Aldosterone suppression by dexamethasone, and high 18-hydroxycortisol
and 18-oxocortisol levels are used to differentiate
glucocorticoid-remediable aldosteronism (GRA) from other forms of
primary aldosteronism. These methods are time consuming, expensive, and
impractical for large studies. Moreover, diagnosis of GRA requires a
confirmatory genetic test. We evaluated 117 patients with primary
aldosteronism referred to our centers by the use of a long PCR
technique to reveal the chimeric gene of GRA. In 60 of 117 patients,
the response of aldosterone to dexamethasone (2 mg/day for 4 days) was
also assessed. None of our patients, including 2 pairs of siblings, was
positive for the chimeric gene. The results of long PCR were confirmed
by Southern blotting. Despite a negative genetic test, 6 patients (1
with aldosterone-producing adenoma and 5 with idiopathic
hyperaldosteronism) had plasma aldosterone suppressed by dexamethasone
(i.e.
2 ng/dL).

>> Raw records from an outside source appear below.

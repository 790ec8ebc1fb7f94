//! Integration tests for `HttpArtifactStore` using wiremock HTTP mocks.

use std::time::Duration;

use ideaboard_store::{HttpArtifactStore, LoadError};
use wiremock::matchers::{method, path};
use wiremock::{Mock, MockServer, ResponseTemplate};

use ideaboard_core::DateKey;

fn key(s: &str) -> DateKey {
    s.parse().expect("valid key")
}

fn store(base_url: &str) -> HttpArtifactStore {
    HttpArtifactStore::with_base_url(base_url, 30).expect("store construction should not fail")
}

fn document_body() -> serde_json::Value {
    serde_json::json!({
        "summary": {
            "total_tweets_analyzed": 438,
            "product_requests_found": 10,
            "token_usage": {
                "input_tokens": 120_000,
                "output_tokens": 4_200,
                "total_tokens": 124_200
            }
        },
        "product_requests": [
            {
                "category": "Developer Tool",
                "description": "flaky test triage assistant",
                "pain_point": "reruns eat the afternoon",
                "target_audience": "Developers",
                "urgency_level": "High",
                "tweets": [
                    {
                        "id": "tweet-1949046525050417589",
                        "text": "someone please build this",
                        "user_handle": "@ci_sufferer",
                        "created_at": "2025-07-25T10:04:00Z",
                        "engagement_score": 57,
                        "url": "https://x.com/ci_sufferer/status/1949046525050417589"
                    }
                ]
            },
            {
                "category": "Productivity Tool",
                "description": "focus-time calendar",
                "pain_point": "meeting fragmentation",
                "target_audience": "Remote Workers",
                "urgency_level": "Medium",
                "tweets": []
            }
        ]
    })
}

#[tokio::test]
async fn load_returns_parsed_document() {
    let server = MockServer::start().await;

    Mock::given(method("GET"))
        .and(path("/250725_analysis.json"))
        .respond_with(ResponseTemplate::new(200).set_body_json(document_body()))
        .mount(&server)
        .await;

    let doc = store(&server.uri())
        .load(key("250725"))
        .await
        .expect("should parse document");

    assert_eq!(doc.summary.total_tweets_analyzed, 438);
    assert_eq!(doc.product_requests.len(), 2);
    // Stored order is rank order and must survive loading.
    assert_eq!(doc.product_requests[0].category, "Developer Tool");
    assert_eq!(doc.product_requests[0].total_engagement(), 57);
    assert_eq!(doc.product_requests[1].total_engagement(), 0);
}

#[tokio::test]
async fn missing_artifact_is_not_found_not_malformed() {
    let server = MockServer::start().await;

    Mock::given(method("GET"))
        .and(path("/250726_analysis.json"))
        .respond_with(ResponseTemplate::new(404))
        .mount(&server)
        .await;

    let result = store(&server.uri()).load(key("250726")).await;
    assert!(
        matches!(result, Err(LoadError::NotFound { .. })),
        "expected NotFound, got: {result:?}"
    );
}

#[tokio::test]
async fn document_missing_summary_is_malformed() {
    let server = MockServer::start().await;

    Mock::given(method("GET"))
        .and(path("/250725_analysis.json"))
        .respond_with(
            ResponseTemplate::new(200).set_body_json(serde_json::json!({
                "product_requests": []
            })),
        )
        .mount(&server)
        .await;

    let result = store(&server.uri()).load(key("250725")).await;
    assert!(
        matches!(result, Err(LoadError::Malformed { .. })),
        "expected Malformed, got: {result:?}"
    );
}

#[tokio::test]
async fn non_json_body_is_malformed() {
    let server = MockServer::start().await;

    Mock::given(method("GET"))
        .and(path("/250725_analysis.json"))
        .respond_with(ResponseTemplate::new(200).set_body_string("<html>oops</html>"))
        .mount(&server)
        .await;

    let result = store(&server.uri()).load(key("250725")).await;
    assert!(
        matches!(result, Err(LoadError::Malformed { .. })),
        "expected Malformed, got: {result:?}"
    );
}

#[tokio::test]
async fn server_error_surfaces_as_http() {
    let server = MockServer::start().await;

    Mock::given(method("GET"))
        .and(path("/250725_analysis.json"))
        .respond_with(ResponseTemplate::new(500))
        .mount(&server)
        .await;

    let result = store(&server.uri()).load(key("250725")).await;
    assert!(
        matches!(result, Err(LoadError::Http(_))),
        "expected Http, got: {result:?}"
    );
}

#[tokio::test]
async fn slow_response_surfaces_as_timeout() {
    let server = MockServer::start().await;

    Mock::given(method("GET"))
        .and(path("/250725_analysis.json"))
        .respond_with(
            ResponseTemplate::new(200)
                .set_body_json(document_body())
                .set_delay(Duration::from_secs(5)),
        )
        .mount(&server)
        .await;

    let store = HttpArtifactStore::with_base_url(&server.uri(), 1)
        .expect("store construction should not fail");
    let result = store.load(key("250725")).await;
    assert!(
        matches!(result, Err(LoadError::Timeout { .. })),
        "expected Timeout, got: {result:?}"
    );
}

#[tokio::test]
async fn repeated_loads_are_idempotent() {
    let server = MockServer::start().await;

    Mock::given(method("GET"))
        .and(path("/250725_analysis.json"))
        .respond_with(ResponseTemplate::new(200).set_body_json(document_body()))
        .mount(&server)
        .await;

    let store = store(&server.uri());
    let first = store.load(key("250725")).await.expect("first load");
    let second = store.load(key("250725")).await.expect("second load");
    assert_eq!(first, second);
}
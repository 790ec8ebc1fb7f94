//! Artifact loading for the ideaboard dashboard.
//!
//! The artifact store is a flat, read-only collection of date-keyed JSON
//! documents, one per day, written by the excluded categorizer job. This
//! crate resolves a [`DateKey`](ideaboard_core::DateKey) to its document over
//! HTTP or from local disk, converts every I/O failure into a typed
//! [`LoadError`] at the boundary, and enumerates which keys have artifacts
//! via pluggable [`DateCatalog`] providers.

pub mod catalog;
mod error;
mod fs;
mod http;
mod store;

pub use catalog::{DateCatalog, DirCatalog, StaticCatalog};
pub use error::LoadError;
pub use fs::FsArtifactStore;
pub use http::HttpArtifactStore;
pub use store::{ArtifactBackend, ArtifactStore};
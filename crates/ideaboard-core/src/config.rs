use crate::app_config::{AppConfig, Environment};
use crate::ConfigError;

/// Load application configuration from environment variables.
///
/// Calls `dotenvy::dotenv().ok()` to load `.env` files before reading env vars.
///
/// # Errors
///
/// Returns `ConfigError` if any env var holds an invalid value.
pub fn load_app_config() -> Result<AppConfig, ConfigError> {
    dotenvy::dotenv().ok();
    load_app_config_from_env()
}

/// Load application configuration from environment variables already in the
/// process.
///
/// Unlike [`load_app_config`], this does NOT load `.env` files — useful for
/// testing or when the caller manages env setup.
///
/// # Errors
///
/// Returns `ConfigError` if any env var holds an invalid value.
pub fn load_app_config_from_env() -> Result<AppConfig, ConfigError> {
    build_app_config(|key| std::env::var(key))
}

/// Build application configuration using the provided env-var lookup function.
///
/// This is the core parsing/validation logic, decoupled from the actual
/// environment so it can be tested with a pure `HashMap` lookup.
fn build_app_config<F>(lookup: F) -> Result<AppConfig, ConfigError>
where
    F: Fn(&str) -> Result<String, std::env::VarError>,
{
    use std::net::SocketAddr;
    use std::path::PathBuf;

    let or_default = |var: &str, default: &str| -> String {
        lookup(var).unwrap_or_else(|_| default.to_string())
    };

    let parse_addr = |var: &str, default: &str| -> Result<SocketAddr, ConfigError> {
        let raw = or_default(var, default);
        raw.parse::<SocketAddr>()
            .map_err(|e| ConfigError::InvalidEnvVar {
                var: var.to_string(),
                reason: e.to_string(),
            })
    };

    let parse_u64 = |var: &str, default: &str| -> Result<u64, ConfigError> {
        let raw = or_default(var, default);
        raw.parse::<u64>().map_err(|e| ConfigError::InvalidEnvVar {
            var: var.to_string(),
            reason: e.to_string(),
        })
    };

    let env = parse_environment(&or_default("IDEABOARD_ENV", "development"));
    let bind_addr = parse_addr("IDEABOARD_BIND_ADDR", "0.0.0.0:3000")?;
    let log_level = or_default("IDEABOARD_LOG_LEVEL", "info");
    let data_dir = PathBuf::from(or_default("IDEABOARD_DATA_DIR", "./data/analysis"));
    let data_url = lookup("IDEABOARD_DATA_URL").ok();
    let available_dates = lookup("IDEABOARD_DATES")
        .ok()
        .map(|raw| parse_date_list(&raw))
        .transpose()?;
    let request_timeout_secs = parse_u64("IDEABOARD_REQUEST_TIMEOUT_SECS", "10")?;
    let load_timeout_secs = parse_u64("IDEABOARD_LOAD_TIMEOUT_SECS", "10")?;

    Ok(AppConfig {
        env,
        bind_addr,
        log_level,
        data_dir,
        data_url,
        available_dates,
        request_timeout_secs,
        load_timeout_secs,
    })
}

/// Parses a comma-separated `YYMMDD` list (e.g. `"250725,250726"`).
fn parse_date_list(raw: &str) -> Result<Vec<crate::DateKey>, ConfigError> {
    raw.split(',')
        .map(str::trim)
        .filter(|s| !s.is_empty())
        .map(|s| {
            s.parse().map_err(|e: crate::DateKeyError| {
                ConfigError::InvalidEnvVar {
                    var: "IDEABOARD_DATES".to_string(),
                    reason: e.to_string(),
                }
            })
        })
        .collect()
}

/// Parse a string into an `Environment` variant.
///
/// Unrecognized values default to `Environment::Development`.
fn parse_environment(s: &str) -> Environment {
    match s {
        "production" => Environment::Production,
        "test" => Environment::Test,
        _ => Environment::Development,
    }
}
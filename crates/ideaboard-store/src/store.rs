use std::future::Future;

use ideaboard_core::{AnalysisDocument, AppConfig, DateKey};

use crate::error::LoadError;
use crate::fs::FsArtifactStore;
use crate::http::HttpArtifactStore;

/// A read-only source of analysis documents keyed by date.
///
/// Loads are asynchronous, idempotent, and side-effect-free; implementations
/// convert every I/O failure to a [`LoadError`] before returning. Futures are
/// `Send` so callers can spawn loads onto the runtime and race them against
/// newer selections.
pub trait ArtifactStore: Send + Sync {
    fn load(
        &self,
        key: DateKey,
    ) -> impl Future<Output = Result<AnalysisDocument, LoadError>> + Send;
}

impl ArtifactStore for HttpArtifactStore {
    fn load(
        &self,
        key: DateKey,
    ) -> impl Future<Output = Result<AnalysisDocument, LoadError>> + Send {
        HttpArtifactStore::load(self, key)
    }
}

impl ArtifactStore for FsArtifactStore {
    fn load(
        &self,
        key: DateKey,
    ) -> impl Future<Output = Result<AnalysisDocument, LoadError>> + Send {
        FsArtifactStore::load(self, key)
    }
}

/// Config-selected artifact backend: remote HTTP store when a data URL is
/// configured, local directory otherwise.
#[derive(Debug, Clone)]
pub enum ArtifactBackend {
    Http(HttpArtifactStore),
    Fs(FsArtifactStore),
}

impl ArtifactBackend {
    /// Builds the backend named by `config`.
    ///
    /// # Errors
    ///
    /// Returns [`LoadError::InvalidBaseUrl`] or [`LoadError::Http`] when the
    /// configured data URL is unusable.
    pub fn from_config(config: &AppConfig) -> Result<Self, LoadError> {
        match &config.data_url {
            Some(url) => Ok(Self::Http(HttpArtifactStore::with_base_url(
                url,
                config.request_timeout_secs,
            )?)),
            None => Ok(Self::Fs(FsArtifactStore::new(&config.data_dir))),
        }
    }
}

impl ArtifactStore for ArtifactBackend {
    fn load(
        &self,
        key: DateKey,
    ) -> impl Future<Output = Result<AnalysisDocument, LoadError>> + Send {
        async move {
            match self {
                ArtifactBackend::Http(store) => store.load(key).await,
                ArtifactBackend::Fs(store) => store.load(key).await,
            }
        }
    }
}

Of 117 patients, 43 were identified as
having aldosterone-producing adenoma and 74 as having idiopathic
hyperaldosteronism. In our experience, the long PCR technique is a
reliable and simple test to at least exclude GRA in patients with
primary aldosteronism. A short term dexamethasone suppression test of
aldosterone can be misleading in identifying GRA. The prevalence of GRA
in primary aldosteronism remains to be established.